Les propos du rappeur Médine, du géopolitologue Pascal Boniface, du boxeur converti à l’Islam Cassius Clay/Muhammad Ali, du footballeur Karim Benzema, de Tariq Ramadan, d’Houria Bouteldja, de Jean-Luc Mélenchon, de Mathilde Panot, etc., sont passés au crible taguievien pour démontrer comment, sous couvert d’humanisme, d’antiracisme et de lutte contre l’islamophobie, un nouveau totalitarisme islamiste a instrumentalisé la gauche et une partie de la société civile pour diffuser en Occident une « haine islamisée ». S’il est vrai que « les passions antijuives se sont mondialisées, c’est avant tout parce qu’elles se sont islamisées », écrit l’auteur. Les Juifs et les sionistes sont, aux yeux de cette nouvelle gauche, désormais indiscernables. Ils sont, de plus, de nature complotiste, ainsi que l’écrit Sayyid Qutb, théoricien des Frères musulmans : « Depuis les premiers jours de l’islam, le monde musulman a toujours dû affronter des problèmes issus des complots juifs. » Des propos qui résonnent avec ceux de Jean-Marie Dermagne, l’un des avocats de la Ligue des Droits Humain : « Les vrais maîtres du monde, ce sont les Israéliens. Trump, le sinistre fanfaron n’est (comme ses prédécesseurs) que leur marionnette armée. Ce sont eux qui tirent. » On voit ainsi, au fil du Tract, comment islamisme et gauchisme s’articulent en un discours de plus en plus commun.

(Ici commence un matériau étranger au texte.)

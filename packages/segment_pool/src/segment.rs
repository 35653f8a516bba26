use std::num::NonZero;
use std::ops::Range;

use crate::Slot;

/// A fixed-capacity block of same-sized slots, backed by one contiguous storage buffer.
///
/// The storage buffer is allocated once at construction and never reallocated, so the bytes of
/// every slot stay at the same address for the lifetime of the segment, even when the segment
/// value itself is moved around inside the pool's segment table.
///
/// Segments form a doubly linked chain inside the pool. The links are ordinals of the
/// neighboring segments, never owning references; the pool alone edits them.
///
/// Vacant slots are found with a scan cursor instead of an explicit freelist: every slot below
/// `free_scan_cursor` is known to be occupied, so allocation takes the slot at the cursor and
/// then scans forward to the next vacant one. Each step of the scan is paid for by one earlier
/// allocation, which makes allocation amortized O(1).
#[derive(Debug)]
pub(crate) struct Segment {
    /// Tag assigned when the segment was created. Determines the global indexes of its slots.
    ordinal: usize,

    /// Pool-wide creation counter value, distinguishing this segment from earlier ones that held
    /// the same ordinal.
    generation: u64,

    item_size: NonZero<usize>,

    /// `capacity * item_size` bytes, slot `n` at byte offset `n * item_size`.
    storage: Box<[u8]>,

    /// Index-aligned with `storage`.
    slots: Box<[Slot]>,

    used_count: usize,

    /// Lowest index that may be vacant. Equal to the capacity when the segment is full.
    free_scan_cursor: usize,

    prev: Option<usize>,
    next: Option<usize>,
}

/// What happened when a slot was returned to its segment.
#[derive(Clone, Copy, Debug, Eq, PartialEq)]
pub(crate) enum SlotRelease {
    /// The slot was already vacant. Nothing changed.
    AlreadyVacant,

    /// The slot was vacated and the segment still holds other items.
    Released,

    /// The slot was vacated and it was the last item, the segment is now empty.
    Drained,
}

impl Segment {
    /// Creates an empty segment.
    ///
    /// # Panics
    ///
    /// Panics if the storage size overflows `usize`. The pool builder rejects such configurations
    /// before any segment is created.
    #[must_use]
    pub(crate) fn new(
        ordinal: usize,
        generation: u64,
        item_size: NonZero<usize>,
        capacity: NonZero<usize>,
    ) -> Self {
        let storage_len = item_size
            .get()
            .checked_mul(capacity.get())
            .expect("segment storage size was validated when the pool was configured");

        let slots = (0..capacity.get())
            .map(|local_index| Slot::new(ordinal, local_index))
            .collect();

        Self {
            ordinal,
            generation,
            item_size,
            storage: vec![0; storage_len].into_boxed_slice(),
            slots,
            used_count: 0,
            free_scan_cursor: 0,
            prev: None,
            next: None,
        }
    }

    #[must_use]
    pub(crate) fn ordinal(&self) -> usize {
        self.ordinal
    }

    #[must_use]
    pub(crate) fn generation(&self) -> u64 {
        self.generation
    }

    #[must_use]
    pub(crate) fn capacity(&self) -> usize {
        self.slots.len()
    }

    #[must_use]
    #[cfg(test)]
    pub(crate) fn len(&self) -> usize {
        self.used_count
    }

    #[must_use]
    pub(crate) fn is_empty(&self) -> bool {
        self.used_count == 0
    }

    #[must_use]
    pub(crate) fn is_full(&self) -> bool {
        self.used_count == self.capacity()
    }

    /// Number of slots not currently holding an item.
    #[must_use]
    pub(crate) fn vacant_count(&self) -> usize {
        // Cannot wrap, used_count never exceeds capacity.
        self.capacity().wrapping_sub(self.used_count)
    }

    #[must_use]
    pub(crate) fn prev(&self) -> Option<usize> {
        self.prev
    }

    #[must_use]
    pub(crate) fn next(&self) -> Option<usize> {
        self.next
    }

    pub(crate) fn set_prev(&mut self, prev: Option<usize>) {
        self.prev = prev;
    }

    pub(crate) fn set_next(&mut self, next: Option<usize>) {
        self.next = next;
    }

    #[must_use]
    pub(crate) fn slot(&self, local_index: usize) -> Option<&Slot> {
        self.slots.get(local_index)
    }

    /// Takes the vacant slot at the scan cursor and returns its local index.
    ///
    /// The storage of the slot is zeroed before it is handed out.
    ///
    /// # Panics
    ///
    /// Panics if the segment is full.
    #[must_use]
    pub(crate) fn allocate(&mut self) -> usize {
        #[cfg(debug_assertions)]
        self.integrity_check();

        assert!(
            !self.is_full(),
            "cannot allocate in full segment {}",
            self.ordinal
        );

        let local_index = self.free_scan_cursor;

        let slot = self
            .slots
            .get_mut(local_index)
            .expect("the scan cursor of a segment that is not full points at a slot");

        // Mark before scanning, otherwise the scan below stops at this same slot.
        slot.set_occupied(true);

        // Cannot wrap, the segment was not full.
        self.used_count = self.used_count.wrapping_add(1);

        self.item_bytes_mut(local_index).fill(0);

        if self.is_full() {
            self.free_scan_cursor = self.capacity();
            return local_index;
        }

        // Cannot wrap, local_index is below capacity.
        let scan_start = local_index.wrapping_add(1);

        self.free_scan_cursor = self
            .slots
            .iter()
            .skip(scan_start)
            .position(|slot| !slot.is_occupied())
            .map(|offset| scan_start.wrapping_add(offset))
            .expect("all slots below the scan cursor are occupied, so a vacant one lies above it");

        local_index
    }

    /// Vacates the slot at `local_index`. Freeing a vacant slot changes nothing.
    ///
    /// The segment does not unlink itself when drained; the pool reacts to
    /// [`SlotRelease::Drained`] by editing the chain.
    ///
    /// # Panics
    ///
    /// Panics if `local_index` is out of bounds.
    pub(crate) fn free(&mut self, local_index: usize) -> SlotRelease {
        let slot = self
            .slots
            .get_mut(local_index)
            .expect("local index is always reduced modulo the segment capacity");

        if !slot.is_occupied() {
            return SlotRelease::AlreadyVacant;
        }

        slot.set_occupied(false);

        self.used_count = self
            .used_count
            .checked_sub(1)
            .expect("the slot was occupied so the count must be non-zero");

        // Prefer the lowest vacant slot for the next allocation.
        if local_index < self.free_scan_cursor {
            self.free_scan_cursor = local_index;
        }

        if self.used_count == 0 {
            SlotRelease::Drained
        } else {
            SlotRelease::Released
        }
    }

    #[must_use]
    pub(crate) fn item_bytes(&self, local_index: usize) -> &[u8] {
        let range = self.item_range(local_index);

        self.storage
            .get(range)
            .expect("item range of an in-bounds slot lies within storage")
    }

    #[must_use]
    pub(crate) fn item_bytes_mut(&mut self, local_index: usize) -> &mut [u8] {
        let range = self.item_range(local_index);

        self.storage
            .get_mut(range)
            .expect("item range of an in-bounds slot lies within storage")
    }

    fn item_range(&self, local_index: usize) -> Range<usize> {
        assert!(
            local_index < self.capacity(),
            "slot {local_index} out of bounds in segment {} of capacity {}",
            self.ordinal,
            self.capacity()
        );

        // Cannot wrap, both ends lie within the storage buffer whose size was checked in `new()`.
        let start = local_index.wrapping_mul(self.item_size.get());
        start..start.wrapping_add(self.item_size.get())
    }

    /// Occupied slots in ascending local index order, with their storage.
    pub(crate) fn occupied(&self) -> impl Iterator<Item = (usize, &[u8])> {
        self.slots
            .iter()
            .filter(|slot| slot.is_occupied())
            .map(|slot| (slot.local_index(), self.item_bytes(slot.local_index())))
    }

    #[cfg_attr(test, mutants::skip)] // This is essentially test logic, mutation is meaningless.
    #[cfg(any(test, debug_assertions))]
    pub(crate) fn integrity_check(&self) {
        let mut observed_used_count: usize = 0;

        for (position, slot) in self.slots.iter().enumerate() {
            assert_eq!(
                slot.local_index(),
                position,
                "slot at position {position} of segment {} claims local index {}",
                self.ordinal,
                slot.local_index()
            );

            assert_eq!(
                slot.ordinal(),
                self.ordinal,
                "slot {position} of segment {} claims to belong to segment {}",
                self.ordinal,
                slot.ordinal()
            );

            if slot.is_occupied() {
                observed_used_count = observed_used_count
                    .checked_add(1)
                    .expect("guarded by slot count");
            } else {
                assert!(
                    position >= self.free_scan_cursor,
                    "vacant slot {position} lies below the scan cursor {} of segment {}",
                    self.free_scan_cursor,
                    self.ordinal
                );
            }
        }

        assert_eq!(
            self.used_count, observed_used_count,
            "used count of segment {} does not match the occupied slots",
            self.ordinal
        );

        if self.is_full() {
            assert_eq!(self.free_scan_cursor, self.capacity());
        } else {
            assert!(
                self.slots
                    .get(self.free_scan_cursor)
                    .is_some_and(|slot| !slot.is_occupied()),
                "scan cursor {} of segment {} does not point at a vacant slot",
                self.free_scan_cursor,
                self.ordinal
            );
        }
    }
}

#[cfg(test)]
#[cfg_attr(coverage_nightly, coverage(off))]
#[allow(
    clippy::indexing_slicing,
    reason = "tests focus on succinct code and do not need to tick all the boxes"
)]
mod tests {
    use super::*;

    fn segment(capacity: usize) -> Segment {
        Segment::new(
            0,
            1,
            NonZero::new(8).unwrap(),
            NonZero::new(capacity).unwrap(),
        )
    }

    #[test]
    fn allocates_in_ascending_order() {
        let mut segment = segment(4);

        for expected in 0..4 {
            assert_eq!(segment.allocate(), expected);
        }

        assert!(segment.is_full());
        assert_eq!(segment.len(), 4);
        assert_eq!(segment.vacant_count(), 0);
    }

    #[test]
    fn full_segment_parks_cursor_at_capacity() {
        let mut segment = segment(2);
        _ = segment.allocate();
        _ = segment.allocate();

        assert_eq!(segment.free_scan_cursor, 2);
        segment.integrity_check();
    }

    #[test]
    #[should_panic]
    fn allocate_in_full_segment_panics() {
        let mut segment = segment(1);
        _ = segment.allocate();
        _ = segment.allocate();
    }

    #[test]
    fn freed_slot_is_reused_first() {
        let mut segment = segment(4);
        for _ in 0..3 {
            _ = segment.allocate();
        }

        assert_eq!(segment.free(1), SlotRelease::Released);
        assert_eq!(segment.allocate(), 1);

        // The cursor must have skipped the occupied slot 2 and landed on 3.
        assert_eq!(segment.allocate(), 3);
    }

    #[test]
    fn lowest_freed_slot_wins() {
        let mut segment = segment(8);
        for _ in 0..8 {
            _ = segment.allocate();
        }

        _ = segment.free(6);
        _ = segment.free(2);
        _ = segment.free(4);

        assert_eq!(segment.allocate(), 2);
        assert_eq!(segment.allocate(), 4);
        assert_eq!(segment.allocate(), 6);
        assert!(segment.is_full());
    }

    #[test]
    fn allocations_never_repeat_a_live_slot() {
        let mut segment = segment(16);
        let mut seen = [false; 16];

        for _ in 0..16 {
            let local_index = segment.allocate();
            assert!(!seen[local_index], "slot {local_index} handed out twice");
            seen[local_index] = true;
        }
    }

    #[test]
    fn free_is_idempotent() {
        let mut segment = segment(4);
        let a = segment.allocate();
        _ = segment.allocate();

        assert_eq!(segment.free(a), SlotRelease::Released);
        assert_eq!(segment.free(a), SlotRelease::AlreadyVacant);
        assert_eq!(segment.len(), 1);
        segment.integrity_check();
    }

    #[test]
    fn freeing_last_item_drains() {
        let mut segment = segment(4);
        let a = segment.allocate();
        let b = segment.allocate();

        assert_eq!(segment.free(b), SlotRelease::Released);
        assert_eq!(segment.free(a), SlotRelease::Drained);
        assert!(segment.is_empty());
        assert_eq!(segment.free(a), SlotRelease::AlreadyVacant);
    }

    #[test]
    fn reused_slot_is_zeroed() {
        let mut segment = segment(2);
        let a = segment.allocate();
        segment.item_bytes_mut(a).fill(0xAB);

        _ = segment.free(a);
        let b = segment.allocate();

        assert_eq!(a, b);
        assert!(segment.item_bytes(b).iter().all(|&byte| byte == 0));
    }

    #[test]
    fn items_do_not_overlap() {
        let mut segment = segment(3);
        let a = segment.allocate();
        let b = segment.allocate();

        segment.item_bytes_mut(a).fill(1);
        segment.item_bytes_mut(b).fill(2);

        assert_eq!(segment.item_bytes(a), &[1; 8]);
        assert_eq!(segment.item_bytes(b), &[2; 8]);
        assert_eq!(segment.item_bytes(2), &[0; 8]);
    }

    #[test]
    fn storage_does_not_move_with_segment() {
        let mut segment = segment(4);
        let a = segment.allocate();
        let before = segment.item_bytes(a).as_ptr();

        let moved = Box::new(segment);

        assert_eq!(moved.item_bytes(a).as_ptr(), before);
    }

    #[test]
    fn occupied_lists_only_live_slots() {
        let mut segment = segment(4);
        for _ in 0..4 {
            _ = segment.allocate();
        }
        _ = segment.free(0);
        _ = segment.free(2);

        let live: Vec<usize> = segment.occupied().map(|(index, _)| index).collect();
        assert_eq!(live, vec![1, 3]);
    }

    #[test]
    fn links_start_detached() {
        let mut segment = segment(1);
        assert_eq!(segment.prev(), None);
        assert_eq!(segment.next(), None);

        segment.set_prev(Some(4));
        segment.set_next(Some(9));
        assert_eq!(segment.prev(), Some(4));
        assert_eq!(segment.next(), Some(9));
    }

    #[test]
    #[should_panic]
    fn out_of_bounds_item_panics() {
        let segment = segment(2);
        _ = segment.item_bytes(2);
    }
}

Si Pierre-André Taguieff reste un partisan d’une solution du conflit israélo-palestinien qui passe par « la séparation des deux peuples, impliquant la création d’un État palestinien qui ne soit pas un foyer de terrorisme jihadiste », il n’en remarque pas moins que « côté palestinien, on est toujours en attente d’un Konrad Adenauer » – lequel avait su sceller la réconciliation avec le général De Gaulle au lendemain de la seconde guerre mondiale – et que côté israélien, « le surgissement d’un nouveau David Ben Gourion se fait attendre ». Mais, dans l’attente, que faire ? Taguieff répond : « Face aux crimes du Hamas, rechercher la position « raisonnable » convenant à un « modéré », partisan du « juste milieu », prête à rire. On ne saurait sans plaisanter définir une « riposte modérée » ou prudemment « proportionnée » aux attaques meurtrières de groupes d’assassins de Juifs, ciblés parce que Juifs. » Aucune niaiserie donc, aucune fausse morale humanitariste et bien-pensante. Juste un texte ciblé, argumenté, et engagé. À lire.